ACTION ITEM
Type again, exactly, the lines below from the start through the line that includes "this target in seconds".

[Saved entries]
====

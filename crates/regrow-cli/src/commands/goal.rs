use clap::Subcommand;
use regrow_core::format::{format_goal_target, format_relative_time, format_time};
use regrow_core::{GoalDraft, GoalUpdate, Session, SessionStatus};

use super::Context;

#[derive(Subcommand)]
pub enum GoalAction {
    /// Create a goal
    Add {
        /// Goal name
        name: String,
        /// Rep target
        #[arg(long, conflicts_with = "seconds")]
        reps: Option<u32>,
        /// Time target in seconds
        #[arg(long)]
        seconds: Option<u32>,
        /// Display icon
        #[arg(long, default_value = "")]
        icon: String,
        /// Add a rep every N seconds (rep goals only)
        #[arg(long)]
        auto_count: Option<u32>,
        /// Hide the rep-pace stopwatch
        #[arg(long)]
        no_stopwatch: bool,
    },
    /// Change an existing goal
    Edit {
        /// Goal ID
        id: String,
        /// New name
        #[arg(long)]
        name: Option<String>,
        /// New display icon
        #[arg(long)]
        icon: Option<String>,
        /// Make it a rep goal with this target
        #[arg(long, conflicts_with = "seconds")]
        reps: Option<u32>,
        /// Make it a time goal with this target in seconds
        #[arg(long)]
        seconds: Option<u32>,
        /// Add a rep every N seconds (rep goals only)
        #[arg(long, conflicts_with = "no_auto_count")]
        auto_count: Option<u32>,
        /// Count reps by hand again
        #[arg(long)]
        no_auto_count: bool,
        /// Show the rep-pace stopwatch
        #[arg(long, conflicts_with = "no_stopwatch")]
        stopwatch: bool,
        /// Hide the rep-pace stopwatch
        #[arg(long)]
        no_stopwatch: bool,
    },
    /// List goals
    List {
        /// Output as JSON
        #[arg(long)]
        json: bool,
    },
    /// Show a goal with its session totals
    Show {
        /// Goal ID
        id: String,
    },
    /// Delete a goal and its sessions
    Remove {
        /// Goal ID
        id: String,
    },
}

pub fn run(action: GoalAction) -> Result<(), Box<dyn std::error::Error>> {
    let ctx = Context::open()?;
    let registry = ctx.registry();

    match action {
        GoalAction::Add {
            name,
            reps,
            seconds,
            icon,
            auto_count,
            no_stopwatch,
        } => {
            let mut draft = match (reps, seconds) {
                (Some(n), None) => GoalDraft::reps(&name, n),
                (None, Some(s)) => GoalDraft::timed(&name, s),
                _ => return Err("one of --reps or --seconds is required".into()),
            };
            if let Some(secs) = auto_count {
                draft = draft.with_auto_count(secs);
            }
            draft.show_stopwatch = !no_stopwatch;
            let goal = registry.add_goal(draft.with_icon(&icon))?;
            println!("{}", serde_json::to_string_pretty(&goal)?);
        }
        GoalAction::Edit {
            id,
            name,
            icon,
            reps,
            seconds,
            auto_count,
            no_auto_count,
            stopwatch,
            no_stopwatch,
        } => {
            let mut update = GoalUpdate {
                name,
                icon,
                ..Default::default()
            };
            if let Some(n) = reps {
                update = update.with_rep_target(n);
            }
            if let Some(s) = seconds {
                update = update.with_time_target(s);
            }
            if let Some(secs) = auto_count {
                update.auto_count_interval = Some(Some(secs));
            } else if no_auto_count {
                update.auto_count_interval = Some(None);
            }
            if stopwatch || no_stopwatch {
                update.show_stopwatch = Some(stopwatch);
            }
            if update.is_empty() {
                return Err("nothing to change".into());
            }
            registry.update_goal(&id, &update)?;
            let goal = registry
                .get(&id)
                .ok_or_else(|| format!("goal not found: {id}"))?;
            println!("{}", serde_json::to_string_pretty(&goal)?);
        }
        GoalAction::List { json } => {
            let goals = registry.snapshot();
            if json {
                println!("{}", serde_json::to_string_pretty(goals.as_ref())?);
            } else if goals.is_empty() {
                println!("No goals.");
            } else {
                let now = ctx.clock.now();
                for goal in goals.iter() {
                    let last = goal
                        .last_completed_at
                        .map(|at| format!("  · {}", format_relative_time(at, now)))
                        .unwrap_or_default();
                    println!(
                        "{}  {} {}  {}  done {}{}",
                        goal.id,
                        goal.icon,
                        goal.name,
                        format_goal_target(goal),
                        goal.completed_count,
                        last
                    );
                }
            }
        }
        GoalAction::Show { id } => {
            let goal = registry
                .get(&id)
                .ok_or_else(|| format!("goal not found: {id}"))?;
            let sessions = ctx.store.sessions_by_goal(&id);
            let summary = summarize(&sessions);
            let out = serde_json::json!({
                "goal": goal,
                "sessions": summary,
            });
            println!("{}", serde_json::to_string_pretty(&out)?);
        }
        GoalAction::Remove { id } => {
            if registry.get(&id).is_none() {
                return Err(format!("goal not found: {id}").into());
            }
            if !registry.delete_goal(&id) {
                return Err(format!("failed to delete goal: {id}").into());
            }
            println!("goal removed: {id}");
        }
    }
    Ok(())
}

fn summarize(sessions: &[Session]) -> serde_json::Value {
    let count = |status: SessionStatus| sessions.iter().filter(|s| s.status == status).count();
    let total_seconds: u64 = sessions
        .iter()
        .filter(|s| s.status == SessionStatus::Completed)
        .map(|s| s.elapsed_seconds)
        .sum();
    serde_json::json!({
        "total": sessions.len(),
        "completed": count(SessionStatus::Completed),
        "abandoned": count(SessionStatus::Abandoned),
        "active": count(SessionStatus::Active),
        "completedTime": format_time(total_seconds),
    })
}
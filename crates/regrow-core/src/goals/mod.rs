//! Goal records and the observable goal registry.
//!
//! [`GoalRegistry`] is owned by the application shell. Every mutation goes
//! through the store, bumps a version counter and notifies subscribers.
//! [`GoalRegistry::snapshot`] re-reads the store only when the version moved
//! since the last snapshot.

mod goal;

pub use goal::{Goal, GoalDraft, GoalMode, GoalType, GoalUpdate};

use std::collections::BTreeMap;
use std::sync::{Arc, Mutex};

use chrono::{DateTime, Utc};

use crate::clock::SharedClock;
use crate::error::{Result, ValidationError};
use crate::session::CompletionSink;
use crate::storage::SharedStore;

/// Handle returned by [`GoalRegistry::subscribe`].
#[derive(Debug, Clone, Copy, PartialEq, Eq, PartialOrd, Ord, Hash)]
pub struct SubscriptionId(u64);

type Listener = Arc<dyn Fn(u64) + Send + Sync>;

#[derive(Default)]
struct Listeners {
    next_id: u64,
    entries: BTreeMap<u64, Listener>,
}

struct Cache {
    version: u64,
    goals: Arc<Vec<Goal>>,
}

pub struct GoalRegistry {
    store: SharedStore,
    clock: SharedClock,
    version: Mutex<u64>,
    cache: Mutex<Option<Cache>>,
    listeners: Mutex<Listeners>,
}

impl std::fmt::Debug for GoalRegistry {
    fn fmt(&self, f: &mut std::fmt::Formatter<'_>) -> std::fmt::Result {
        f.debug_struct("GoalRegistry")
            .field("version", &self.version())
            .finish_non_exhaustive()
    }
}

impl GoalRegistry {
    pub fn new(store: SharedStore, clock: SharedClock) -> Self {
        Self {
            store,
            clock,
            version: Mutex::new(0),
            cache: Mutex::new(None),
            listeners: Mutex::new(Listeners::default()),
        }
    }

    pub fn version(&self) -> u64 {
        self.version.lock().map(|v| *v).unwrap_or(0)
    }

    /// Register a listener called with the new version after each change.
    ///
    /// Listeners run without any registry lock held, so they may subscribe,
    /// unsubscribe or mutate the registry themselves.
    pub fn subscribe<F>(&self, listener: F) -> SubscriptionId
    where
        F: Fn(u64) + Send + Sync + 'static,
    {
        let mut listeners = self.lock_listeners();
        let id = listeners.next_id;
        listeners.next_id += 1;
        listeners.entries.insert(id, Arc::new(listener));
        SubscriptionId(id)
    }

    pub fn unsubscribe(&self, id: SubscriptionId) -> bool {
        self.lock_listeners().entries.remove(&id.0).is_some()
    }

    /// Current goal list, shared until the next change.
    pub fn snapshot(&self) -> Arc<Vec<Goal>> {
        let version = self.version();
        let mut cache = match self.cache.lock() {
            Ok(c) => c,
            Err(poisoned) => poisoned.into_inner(),
        };
        if let Some(c) = cache.as_ref() {
            if c.version == version {
                return c.goals.clone();
            }
        }
        let goals = Arc::new(self.store.goals());
        *cache = Some(Cache {
            version,
            goals: goals.clone(),
        });
        goals
    }

    pub fn get(&self, id: &str) -> Option<Goal> {
        self.snapshot().iter().find(|g| g.id == id).cloned()
    }

    /// Validate and store a new goal.
    pub fn add_goal(&self, draft: GoalDraft) -> Result<Goal> {
        draft.validate()?;
        let goal = draft.into_goal(self.clock.now());
        if !self.store.add_goal(&goal) {
            tracing::warn!(goal_id = %goal.id, "goal not persisted");
        }
        self.notify();
        Ok(goal)
    }

    pub fn update_goal(&self, id: &str, update: &GoalUpdate) -> Result<()> {
        let mut goal = self.store.goal(id).ok_or_else(|| ValidationError::NotFound {
            kind: "goal".into(),
            id: id.to_string(),
        })?;
        update.apply(&mut goal);
        goal.validate()?;
        self.store.update_goal(id, update);
        self.notify();
        Ok(())
    }

    /// Delete a goal and its sessions.
    pub fn delete_goal(&self, id: &str) -> bool {
        let deleted = self.store.delete_goal(id);
        self.notify();
        deleted
    }

    pub fn increment_completed(&self, goal_id: &str, at: DateTime<Utc>) -> bool {
        let updated = self.store.increment_completed_count(goal_id, at);
        self.notify();
        updated
    }

    /// Force the next snapshot to re-read the store.
    pub fn reload(&self) {
        self.notify();
    }

    fn notify(&self) {
        let version = {
            let mut v = match self.version.lock() {
                Ok(v) => v,
                Err(poisoned) => poisoned.into_inner(),
            };
            *v += 1;
            *v
        };
        let listeners: Vec<Listener> = self.lock_listeners().entries.values().cloned().collect();
        for listener in listeners {
            listener(version);
        }
    }

    fn lock_listeners(&self) -> std::sync::MutexGuard<'_, Listeners> {
        match self.listeners.lock() {
            Ok(l) => l,
            Err(poisoned) => poisoned.into_inner(),
        }
    }
}

impl CompletionSink for GoalRegistry {
    fn goal_completed(&self, goal_id: &str, at: DateTime<Utc>) {
        self.increment_completed(goal_id, at);
    }
}

#[cfg(test)]
mod tests {
    use super::*;
    use crate::clock::ManualClock;
    use crate::storage::Store;
    use std::sync::atomic::{AtomicU64, AtomicUsize, Ordering};
    use std::sync::OnceLock;

    fn registry() -> GoalRegistry {
        let clock = ManualClock::at_epoch_2025();
        GoalRegistry::new(Store::in_memory().shared(), clock.shared())
    }

    #[test]
    fn snapshot_is_cached_until_change() {
        let reg = registry();
        let first = reg.snapshot();
        assert!(Arc::ptr_eq(&first, &reg.snapshot()));

        reg.add_goal(GoalDraft::reps("Push-ups", 20)).unwrap();
        let second = reg.snapshot();
        assert!(!Arc::ptr_eq(&first, &second));
        assert_eq!(second.len(), 1);
    }

    #[test]
    fn listeners_receive_versions_until_unsubscribed() {
        let reg = registry();
        let seen = Arc::new(AtomicU64::new(0));
        let s = seen.clone();
        let id = reg.subscribe(move |v| s.store(v, Ordering::SeqCst));

        reg.add_goal(GoalDraft::timed("Plank", 60)).unwrap();
        assert_eq!(seen.load(Ordering::SeqCst), 1);
        reg.reload();
        assert_eq!(seen.load(Ordering::SeqCst), 2);

        assert!(reg.unsubscribe(id));
        reg.reload();
        assert_eq!(seen.load(Ordering::SeqCst), 2);
        assert!(!reg.unsubscribe(id));
    }

    #[test]
    fn listener_can_unsubscribe_itself() {
        let reg = Arc::new(registry());
        let calls = Arc::new(AtomicUsize::new(0));
        let own_id: Arc<OnceLock<SubscriptionId>> = Arc::new(OnceLock::new());

        let weak = Arc::downgrade(&reg);
        let (c, own) = (calls.clone(), own_id.clone());
        let id = reg.subscribe(move |_| {
            c.fetch_add(1, Ordering::SeqCst);
            if let (Some(reg), Some(id)) = (weak.upgrade(), own.get()) {
                reg.unsubscribe(*id);
            }
        });
        own_id.set(id).unwrap();

        reg.reload();
        reg.reload();
        assert_eq!(calls.load(Ordering::SeqCst), 1);
        assert!(!reg.unsubscribe(id));
    }

    #[test]
    fn listener_can_mutate_registry() {
        let reg = Arc::new(registry());
        let nested = Arc::new(AtomicU64::new(0));
        let weak = Arc::downgrade(&reg);
        let n = nested.clone();
        reg.subscribe(move |version| {
            let Some(reg) = weak.upgrade() else { return };
            if version == 1 {
                let n = n.clone();
                reg.subscribe(move |v| n.store(v, Ordering::SeqCst));
                reg.reload();
            }
        });

        reg.add_goal(GoalDraft::reps("Squats", 10)).unwrap();
        assert_eq!(reg.version(), 2);
        assert_eq!(nested.load(Ordering::SeqCst), 2);
    }

    #[test]
    fn add_goal_rejects_invalid_draft() {
        let reg = registry();
        assert!(reg.add_goal(GoalDraft::reps("Bad", 0)).is_err());
        assert_eq!(reg.version(), 0);
    }

    #[test]
    fn update_goal_validates_merged_result() {
        let reg = registry();
        let goal = reg.add_goal(GoalDraft::reps("Squats", 10)).unwrap();
        let bad = GoalUpdate {
            target_reps: Some(None),
            ..Default::default()
        };
        assert!(reg.update_goal(&goal.id, &bad).is_err());

        let rename = GoalUpdate {
            name: Some("Deep squats".into()),
            ..Default::default()
        };
        reg.update_goal(&goal.id, &rename).unwrap();
        assert_eq!(reg.get(&goal.id).unwrap().name, "Deep squats");
        assert!(reg.update_goal("missing", &rename).is_err());
    }

    #[test]
    fn completion_sink_bumps_count() {
        let reg = registry();
        let goal = reg.add_goal(GoalDraft::reps("Squats", 10)).unwrap();
        let at = Utc::now();
        reg.goal_completed(&goal.id, at);
        reg.goal_completed(&goal.id, at);
        let stored = reg.get(&goal.id).unwrap();
        assert_eq!(stored.completed_count, 2);
        assert_eq!(stored.last_completed_at, Some(at));
    }
}
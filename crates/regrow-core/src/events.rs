use chrono::{DateTime, Utc};
use serde::{Deserialize, Serialize};

use crate::session::SessionStatus;

/// How a rep was added to a session.
#[derive(Debug, Clone, Copy, PartialEq, Eq, Serialize, Deserialize)]
#[serde(rename_all = "snake_case")]
pub enum RepSource {
    Manual,
    AutoCount,
}

/// Every state change in the session engine produces an Event.
/// The shell renders them; the goal registry reacts to completions.
#[derive(Debug, Clone, PartialEq, Serialize, Deserialize)]
#[serde(tag = "type")]
pub enum Event {
    SessionStarted {
        session_id: String,
        goal_id: String,
        at: DateTime<Utc>,
    },
    RepCounted {
        session_id: String,
        reps: u32,
        source: RepSource,
        /// Seconds the previous rep took, from the stopwatch.
        previous_interval_secs: Option<u64>,
        at: DateTime<Utc>,
    },
    TimerStarted {
        total_seconds: u64,
        remaining_seconds: u64,
        at: DateTime<Utc>,
    },
    TimerPaused {
        remaining_seconds: u64,
        at: DateTime<Utc>,
    },
    TimerResumed {
        remaining_seconds: u64,
        at: DateTime<Utc>,
    },
    TimerTick {
        remaining_seconds: u64,
        at: DateTime<Utc>,
    },
    TimerFinished {
        total_seconds: u64,
        at: DateTime<Utc>,
    },
    TimerReset {
        at: DateTime<Utc>,
    },
    StopwatchTicked {
        seconds: u64,
    },
    AutoCountStarted {
        interval_secs: u64,
        at: DateTime<Utc>,
    },
    AutoCountStopped {
        at: DateTime<Utc>,
    },
    AutoCountCountdown {
        seconds_until_next: u64,
    },
    AutoCountFired {
        interval_secs: u64,
        at: DateTime<Utc>,
    },
    SessionCompleted {
        session_id: String,
        goal_id: String,
        reps: u32,
        elapsed_seconds: u64,
        at: DateTime<Utc>,
    },
    SessionAbandoned {
        session_id: String,
        goal_id: String,
        reps: u32,
        elapsed_seconds: u64,
        at: DateTime<Utc>,
    },
    StateSnapshot {
        session_id: String,
        goal_id: String,
        status: SessionStatus,
        reps: u32,
        target_reps: Option<u32>,
        remaining_seconds: Option<u64>,
        timer_running: bool,
        stopwatch_seconds: Option<u64>,
        auto_count_running: bool,
        auto_count_countdown: Option<u64>,
        at: DateTime<Utc>,
    },
}

impl Event {
    /// True for the two terminal session events.
    pub fn is_terminal(&self) -> bool {
        matches!(
            self,
            Event::SessionCompleted { .. } | Event::SessionAbandoned { .. }
        )
    }
}

#[cfg(test)]
mod tests {
    use super::*;

    #[test]
    fn events_serialize_with_type_tag() {
        let event = Event::AutoCountCountdown {
            seconds_until_next: 3,
        };
        let json = serde_json::to_value(&event).unwrap();
        assert_eq!(json["type"], "AutoCountCountdown");
        assert_eq!(json["seconds_until_next"], 3);
    }
}
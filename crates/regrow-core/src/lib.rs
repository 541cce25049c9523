//! # Regrow Core Library
//!
//! This library provides the session engine behind the Regrow habit tracker.
//! Users define goals (rep-based or time-based) and run sessions against
//! them; this crate times those sessions, decides when they end, and keeps
//! the history bounded. The CLI is a thin shell over the same library.
//!
//! ## Architecture
//!
//! - **Timers**: wall-clock-based countdown, stopwatch and auto-count ticker.
//!   None of them own a thread; the caller periodically invokes `tick()`
//! - **Sessions**: the `active -> completed | abandoned` lifecycle and the
//!   [`Attempt`] runtime that bridges a goal to its timers
//! - **Storage**: goal and session collections over a key-value backend
//!   (SQLite by default) plus TOML configuration
//! - **Recovery**: startup orphan recovery and retention sweep
//!
//! ## Key Components
//!
//! - [`CountdownTimer`], [`Stopwatch`], [`AutoCounter`]: timer subsystems
//! - [`SessionManager`]: session persistence lifecycle
//! - [`Attempt`]: one user interaction with a goal
//! - [`Store`]: record store
//! - [`GoalRegistry`]: observable goal list

pub mod clock;
pub mod error;
pub mod events;
pub mod feedback;
pub mod format;
pub mod goals;
pub mod recovery;
pub mod session;
pub mod storage;
pub mod timer;

pub use clock::{Clock, ManualClock, SharedClock, SystemClock};
pub use error::{ConfigError, CoreError, StorageError, ValidationError};
pub use events::{Event, RepSource};
pub use feedback::{Feedback, NoFeedback, SharedFeedback};
pub use goals::{Goal, GoalDraft, GoalMode, GoalRegistry, GoalType, GoalUpdate};
pub use recovery::{startup_sweep, RetentionPolicy, SweepReport};
pub use session::{
    Attempt, AttemptOptions, CompletionSink, Session, SessionManager, SessionOutcome,
    SessionStatus,
};
pub use storage::{Config, SharedStore, Store};
pub use timer::{AutoCounter, CountdownState, CountdownTimer, Stopwatch};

====

ANSWER
filename crates/regrow-cli/src/commands/goal.rs
use clap::Subcommand;
use regrow_core::format::{format_goal_target, format_relative_time, format_time};
use regrow_core::{GoalDraft, GoalUpdate, Session, SessionStatus};

use super::Context;

#[derive(Subcommand)]
pub enum GoalAction {
    /// Create a goal
    Add {
        /// Goal name
        name: String,
        /// Rep target
        #[arg(long, conflicts_with = "seconds")]
        reps: Option<u32>,
        /// Time target in seconds
        #[arg(long)]
        seconds: Option<u32>,
        /// Display icon
        #[arg(long, default_value = "")]
        icon: String,
        /// Add a rep every N seconds (rep goals only)
        #[arg(long)]
        auto_count: Option<u32>,
        /// Hide the rep-pace stopwatch
        #[arg(long)]
        no_stopwatch: bool,
    },
    /// Change an existing goal
    Edit {
        /// Goal ID
        id: String,
        /// New name
        #[arg(long)]
        name: Option<String>,
        /// New display icon
        #[arg(long)]
        icon: Option<String>,
        /// Make it a rep goal with this target
        #[arg(long, conflicts_with = "seconds")]
        reps: Option<u32>,
        /// Make it a time goal with this target in seconds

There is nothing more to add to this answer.